JaggedRoad Posted November 7, 2009 Posted November 7, 2009 After the break-up, my ex developed a God complex and acted very arrogant. Is this normal?
onewillburn Posted November 7, 2009 Posted November 7, 2009 It's normal. When the dumper breaks up with you, they have a feeling of power. If they are led to believe that they can have you back at any time, that feeling of power grows. This all depends on how you act after the break up. If you're calling them, writing letters to them, etc. their ego is going to grow. And many times when somebody breaks up with you, there is somebody else in their life (whether it be new friends or a new boyfriend/girlfriend) to help boost their confidence. Either way, the confidence doesn't last because after a while it has no legs to stand on. The quickest way to get rid of that God complex is to stop caring about her, or at least stop giving her the impression that you care.

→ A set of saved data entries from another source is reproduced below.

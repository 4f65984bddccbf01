//! Value objects - immutable types shared by every layer

mod intents;
mod snowflake;

pub use intents::Intents;
pub use snowflake::{Snowflake, SnowflakeParseError};
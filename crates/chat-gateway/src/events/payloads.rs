//! Connection event payloads
//!
//! Only the events the connection itself inspects are typed here; everything
//! else is forwarded as raw JSON.

use chat_core::{UnavailableGuild, User};
use serde::{Deserialize, Serialize};

/// READY event payload
#[derive(Debug, Clone, Serialize, Deserialize)]
pub struct ReadyEvent {
    /// Gateway protocol version
    #[serde(default)]
    pub v: u8,

    #[serde(default, skip_serializing_if = "Option::is_none")]
    pub user: Option<User>,

    /// Guilds the user is in, initially unavailable
    #[serde(default)]
    pub guilds: Vec<UnavailableGuild>,

    /// Session ID for resuming
    pub session_id: String,

    /// Gateway URL to use when resuming
    #[serde(default, skip_serializing_if = "Option::is_none")]
    pub resume_gateway_url: Option<String>,

    /// `[shard_id, num_shards]`
    #[serde(default, skip_serializing_if = "Option::is_none")]
    pub shard: Option<[u32; 2]>,
}

/// The READY fields needed to resume later. Parsed separately so a READY
/// whose `user` or `guilds` don't fit [`ReadyEvent`] still records them.
#[derive(Debug, Clone, Deserialize)]
pub struct ReadySession {
    pub session_id: String,

    #[serde(default)]
    pub resume_gateway_url: Option<String>,
}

GrayClouds Posted November 7, 2009 Posted November 7, 2009 It also can do with over compensation for feeling superior can cover up guilt. There is also the chance, tough I admit very slim, that she acutrally is a god. Not the "GOD" god but one like those of Greece. But even if that is the case, arrogance is usually punished like Themis' son Prometheus, by Zeus. I guess what I am saying don't worry about it and keep the focus on what matters: you.
Author JaggedRoad Posted November 8, 2009 Author Posted November 8, 2009 It's hard to keep focus on myself when I have to look back at the last 3 years and ask myself if any of it was real. What the eff was I doing? I should have been more careful when redflags started popping up everywhere in the last 14 months.
GrayClouds Posted November 8, 2009 Posted November 8, 2009 It's hard to keep focus on myself when I have to look back at the last 3 years and ask myself if any of it was real. What the eff was I doing? I should have been more careful when redflags started popping up everywhere in the last 14 months. But that is why the saying hind sight is 20/20. You look back and see you could have done things better. That is the insight you have gained form the break-up. More important questions what can you do and learn that will help you from doing it again? And that is all about you. The more you focus and work on the things everyone says, exercise, new hobbies, building closer friends, taking classes, therapy, ect, ect ,ect. These things are not just about distracting yourself from the break-up. They do amazing things without you knowing about it; they build confidence, greater self reliance, a support network, a deeper understanding of who you are and what you want in your life. That is the junk that keeps us from putting up with people who are not right for us or good for us, or simply waste or time. It is the stuff that attract other healthy people who can be honest in a relationship and work as a team through problems. It is the ingredients that sustains us when we are not in a relationhship so we can continue to enjoy your life.